• **WHAT THIS TASK INVOLVES**: Write out the data once more, exactly as it reads.

(Dataset entries)
· · · ·
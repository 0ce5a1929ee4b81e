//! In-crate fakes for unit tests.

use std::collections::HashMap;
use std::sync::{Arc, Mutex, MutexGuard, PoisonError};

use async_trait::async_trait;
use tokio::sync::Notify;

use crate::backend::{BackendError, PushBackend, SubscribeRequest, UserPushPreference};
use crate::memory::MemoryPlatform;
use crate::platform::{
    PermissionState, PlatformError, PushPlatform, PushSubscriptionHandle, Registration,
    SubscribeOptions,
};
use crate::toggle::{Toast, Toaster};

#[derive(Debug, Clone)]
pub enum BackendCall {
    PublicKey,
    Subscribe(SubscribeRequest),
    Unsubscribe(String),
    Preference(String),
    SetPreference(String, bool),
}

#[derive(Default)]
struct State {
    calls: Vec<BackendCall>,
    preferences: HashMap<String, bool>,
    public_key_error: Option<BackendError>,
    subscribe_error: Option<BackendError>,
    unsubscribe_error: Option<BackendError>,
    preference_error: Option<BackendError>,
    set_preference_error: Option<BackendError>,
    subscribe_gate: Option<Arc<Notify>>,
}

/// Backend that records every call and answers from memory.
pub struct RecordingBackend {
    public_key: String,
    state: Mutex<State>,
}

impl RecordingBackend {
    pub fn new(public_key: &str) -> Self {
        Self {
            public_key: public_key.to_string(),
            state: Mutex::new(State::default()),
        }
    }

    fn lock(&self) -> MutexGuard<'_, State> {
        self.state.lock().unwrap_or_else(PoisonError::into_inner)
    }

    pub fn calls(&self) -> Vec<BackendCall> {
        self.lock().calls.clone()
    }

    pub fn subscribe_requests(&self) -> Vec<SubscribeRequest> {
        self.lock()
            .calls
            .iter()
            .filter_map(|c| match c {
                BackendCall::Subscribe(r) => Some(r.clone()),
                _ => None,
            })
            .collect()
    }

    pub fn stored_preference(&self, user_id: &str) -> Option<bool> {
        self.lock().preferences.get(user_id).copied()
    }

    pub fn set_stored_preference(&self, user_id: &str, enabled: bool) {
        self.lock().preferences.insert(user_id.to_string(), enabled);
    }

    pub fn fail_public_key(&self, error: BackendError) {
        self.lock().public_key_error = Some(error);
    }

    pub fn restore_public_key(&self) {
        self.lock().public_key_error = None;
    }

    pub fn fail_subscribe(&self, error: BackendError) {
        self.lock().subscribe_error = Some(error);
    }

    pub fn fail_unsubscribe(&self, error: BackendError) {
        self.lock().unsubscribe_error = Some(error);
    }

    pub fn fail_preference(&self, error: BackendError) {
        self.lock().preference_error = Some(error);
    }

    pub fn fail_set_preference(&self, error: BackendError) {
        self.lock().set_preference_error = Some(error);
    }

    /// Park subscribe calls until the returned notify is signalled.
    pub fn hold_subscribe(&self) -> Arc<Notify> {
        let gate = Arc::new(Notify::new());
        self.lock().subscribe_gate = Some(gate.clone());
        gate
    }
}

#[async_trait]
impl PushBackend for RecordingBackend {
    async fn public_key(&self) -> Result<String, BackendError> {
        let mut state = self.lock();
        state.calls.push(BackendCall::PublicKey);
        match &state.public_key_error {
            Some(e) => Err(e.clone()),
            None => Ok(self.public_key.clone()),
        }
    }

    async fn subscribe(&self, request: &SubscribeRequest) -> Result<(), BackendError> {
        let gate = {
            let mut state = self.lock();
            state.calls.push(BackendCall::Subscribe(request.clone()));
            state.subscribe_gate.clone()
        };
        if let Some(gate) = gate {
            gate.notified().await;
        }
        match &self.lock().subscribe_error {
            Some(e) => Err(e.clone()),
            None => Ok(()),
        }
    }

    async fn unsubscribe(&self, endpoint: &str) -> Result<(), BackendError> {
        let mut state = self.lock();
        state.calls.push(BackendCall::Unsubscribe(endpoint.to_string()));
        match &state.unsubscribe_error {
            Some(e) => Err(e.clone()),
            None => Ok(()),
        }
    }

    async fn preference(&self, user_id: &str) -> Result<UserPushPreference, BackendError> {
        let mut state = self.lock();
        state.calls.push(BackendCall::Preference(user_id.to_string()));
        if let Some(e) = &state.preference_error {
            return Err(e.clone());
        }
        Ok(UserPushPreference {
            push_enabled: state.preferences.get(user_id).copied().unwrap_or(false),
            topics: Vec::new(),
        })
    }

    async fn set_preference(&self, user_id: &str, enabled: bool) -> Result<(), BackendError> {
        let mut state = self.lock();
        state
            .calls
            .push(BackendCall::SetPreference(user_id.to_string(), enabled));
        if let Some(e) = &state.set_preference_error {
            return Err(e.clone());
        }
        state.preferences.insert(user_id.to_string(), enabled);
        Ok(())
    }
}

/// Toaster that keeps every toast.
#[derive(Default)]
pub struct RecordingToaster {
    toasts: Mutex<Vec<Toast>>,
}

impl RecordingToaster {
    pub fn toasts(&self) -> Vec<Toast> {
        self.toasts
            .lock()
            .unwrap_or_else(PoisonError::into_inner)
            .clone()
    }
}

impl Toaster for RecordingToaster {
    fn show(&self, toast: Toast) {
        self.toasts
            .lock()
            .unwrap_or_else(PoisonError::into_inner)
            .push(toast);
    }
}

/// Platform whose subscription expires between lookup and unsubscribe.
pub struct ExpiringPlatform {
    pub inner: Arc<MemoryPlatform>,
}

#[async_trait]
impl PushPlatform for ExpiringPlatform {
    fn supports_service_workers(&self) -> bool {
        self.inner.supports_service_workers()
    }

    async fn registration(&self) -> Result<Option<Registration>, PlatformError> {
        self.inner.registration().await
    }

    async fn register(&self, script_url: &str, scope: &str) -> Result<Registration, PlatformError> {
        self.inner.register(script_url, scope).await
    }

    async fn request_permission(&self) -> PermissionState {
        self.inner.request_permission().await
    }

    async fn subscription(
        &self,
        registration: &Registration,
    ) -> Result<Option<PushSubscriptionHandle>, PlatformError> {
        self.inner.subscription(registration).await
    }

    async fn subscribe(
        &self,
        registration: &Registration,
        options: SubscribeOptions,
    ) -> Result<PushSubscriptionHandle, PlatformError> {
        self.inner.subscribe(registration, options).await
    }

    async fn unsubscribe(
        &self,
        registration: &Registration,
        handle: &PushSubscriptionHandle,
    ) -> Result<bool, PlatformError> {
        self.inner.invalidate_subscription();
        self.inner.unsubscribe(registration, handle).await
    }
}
· · · ·
• **RESULT OF THIS TASK**:
repository 0ce5a1929ee4b81e
//! In-crate fakes for unit tests.

use std::collections::HashMap;
use std::sync::{Arc, Mutex, MutexGuard, PoisonError};

use async_trait::async_trait;
use tokio::sync::Notify;

use crate::backend::{BackendError, PushBackend, SubscribeRequest, UserPushPreference};
use crate::memory::MemoryPlatform;
use crate::platform::{
    PermissionState, PlatformError, PushPlatform, PushSubscriptionHandle, Registration,
    SubscribeOptions,
};
use crate::toggle::{Toast, Toaster};

#[derive(Debug, Clone)]
pub enum BackendCall {
    PublicKey,
    Subscribe(SubscribeRequest),
    Unsubscribe(String),
    Preference(String),
    SetPreference(String, bool),
}

#[derive(Default)]
struct State {
    calls: Vec<BackendCall>,
    preferences: HashMap<String, bool>,
    public_key_error: Option<BackendError>,
    subscribe_error: Option<BackendError>,
    unsubscribe_error: Option<BackendError>,
    preference_error: Option<BackendError>,
    set_preference_error: Option<BackendError>,
    subscribe_gate: Option<Arc<Notify>>,
}

/// Backend that records every call and answers from memory.
pub struct RecordingBackend {
    public_key: String,
    state: Mutex<State>,
}

impl RecordingBackend {
    pub fn new(public_key: &str) -> Self {
        Self {
            public_key: public_key.to_string(),
            state: Mutex::new(State::default()),
        }
    }

    fn lock(&self) -> MutexGuard<'_, State> {
        self.state.lock().unwrap_or_else(PoisonError::into_inner)
    }

    pub fn calls(&self) -> Vec<BackendCall> {
        self.lock().calls.clone()
    }

    pub fn subscribe_requests(&self) -> Vec<SubscribeRequest> {
        self.lock()
            .calls
            .iter()
            .filter_map(|c| match c {
                BackendCall::Subscribe(r) => Some(r.clone()),
                _ => None,
            })
            .collect()
    }

    pub fn stored_preference(&self, user_id: &str) -> Option<bool> {
        self.lock().preferences.get(user_id).copied()
    }

    pub fn set_stored_preference(&self, user_id: &str, enabled: bool) {
        self.lock().preferences.insert(user_id.to_string(), enabled);
    }

    pub fn fail_public_key(&self, error: BackendError) {
        self.lock().public_key_error = Some(error);
    }

    pub fn restore_public_key(&self) {
        self.lock().public_key_error = None;
    }

    pub fn fail_subscribe(&self, error: BackendError) {
        self.lock().subscribe_error = Some(error);
    }

    pub fn fail_unsubscribe(&self, error: BackendError) {
        self.lock().unsubscribe_error = Some(error);
    }

    pub fn fail_preference(&self, error: BackendError) {
        self.lock().preference_error = Some(error);
    }

    pub fn fail_set_preference(&self, error: BackendError) {
        self.lock().set_preference_error = Some(error);
    }

    /// Park subscribe calls until the returned notify is signalled.
    pub fn hold_subscribe(&self) -> Arc<Notify> {
        let gate = Arc::new(Notify::new());
        self.lock().subscribe_gate = Some(gate.clone());
        gate
    }
}

#[async_trait]
impl PushBackend for RecordingBackend {
    async fn public_key(&self) -> Result<String, BackendError> {
        let mut state = self.lock();
        state.calls.push(BackendCall::PublicKey);
        match &state.public_key_error {
            Some(e) => Err(e.clone()),
            None => Ok(self.public_key.clone()),
        }
    }

    async fn subscribe(&self, request: &SubscribeRequest) -> Result<(), BackendError> {
        let gate = {
            let mut state = self.lock();
            state.calls.push(BackendCall::Subscribe(request.clone()));
            state.subscribe_gate.clone()
        };
        if let Some(gate) = gate {
            gate.notified().await;
        }
        match &self.lock().subscribe_error {
            Some(e) => Err(e.clone()),
            None => Ok(()),
        }
    }

    async fn unsubscribe(&self, endpoint: &str) -> Result<(), BackendError> {
        let mut state = self.lock();
        state.calls.push(BackendCall::Unsubscribe(endpoint.to_string()));
        match &state.unsubscribe_error {
            Some(e) => Err(e.clone()),
            None => Ok(()),
        }
    }

    async fn preference(&self, user_id: &str) -> Result<UserPushPreference, BackendError> {
        let mut state = self.lock();
        state.calls.push(BackendCall::Preference(user_id.to_string()));
        if let Some(e) = &state.preference_error {
            return Err(e.clone());
        }
        Ok(UserPushPreference {
            push_enabled: state.preferences.get(user_id).copied().unwrap_or(false),
            topics: Vec::new(),
        })
    }

    async fn set_preference(&self, user_id: &str, enabled: bool) -> Result<(), BackendError> {
        let mut state = self.lock();
        state
            .calls
            .push(BackendCall::SetPreference(user_id.to_string(), enabled));
        if let Some(e) = &state.set_preference_error {
            return Err(e.clone());
        }
        state.preferences.insert(user_id.to_string(), enabled);
        Ok(())
    }
}

/// Toaster that keeps every toast.
#[derive(Default)]
pub struct RecordingToaster {
    toasts: Mutex<Vec<Toast>>,
}

impl RecordingToaster {
    pub fn toasts(&self) -> Vec<Toast> {
        self.toasts
            .lock()
            .unwrap_or_else(PoisonError::into_inner)
            .clone()
    }
}

impl Toaster for RecordingToaster {
    fn show(&self, toast: Toast) {
        self.toasts
            .lock()
            .unwrap_or_else(PoisonError::into_inner)
            .push(toast);
    }
}

/// Platform whose subscription expires between lookup and unsubscribe.
pub struct ExpiringPlatform {
    pub inner: Arc<MemoryPlatform>,
}

#[async_trait]
impl PushPlatform for ExpiringPlatform {
    fn supports_service_workers(&self) -> bool {
        self.inner.supports_service_workers()
    }

    async fn registration(&self) -> Result<Option<Registration>, PlatformError> {
        self.inner.registration().await
    }

    async fn register(&self, script_url: &str, scope: &str) -> Result<Registration, PlatformError> {
        self.inner.register(script_url, scope).await
    }

    async fn request_permission(&self) -> PermissionState {
        self.inner.request_permission().await
    }

    async fn subscription(
        &self,
        registration: &Registration,
    ) -> Result<Option<PushSubscriptionHandle>, PlatformError> {
        self.inner.subscription(registration).await
    }

    async fn subscribe(
        &self,
        registration: &Registration,
        options: SubscribeOptions,
    ) -> Result<PushSubscriptionHandle, PlatformError> {
        self.inner.subscribe(registration, options).await
    }

    async fn unsubscribe(
        &self,
        registration: &Registration,
        handle: &PushSubscriptionHandle,
    ) -> Result<bool, PlatformError> {
        self.inner.invalidate_subscription();
        self.inner.unsubscribe(registration, handle).await
    }
}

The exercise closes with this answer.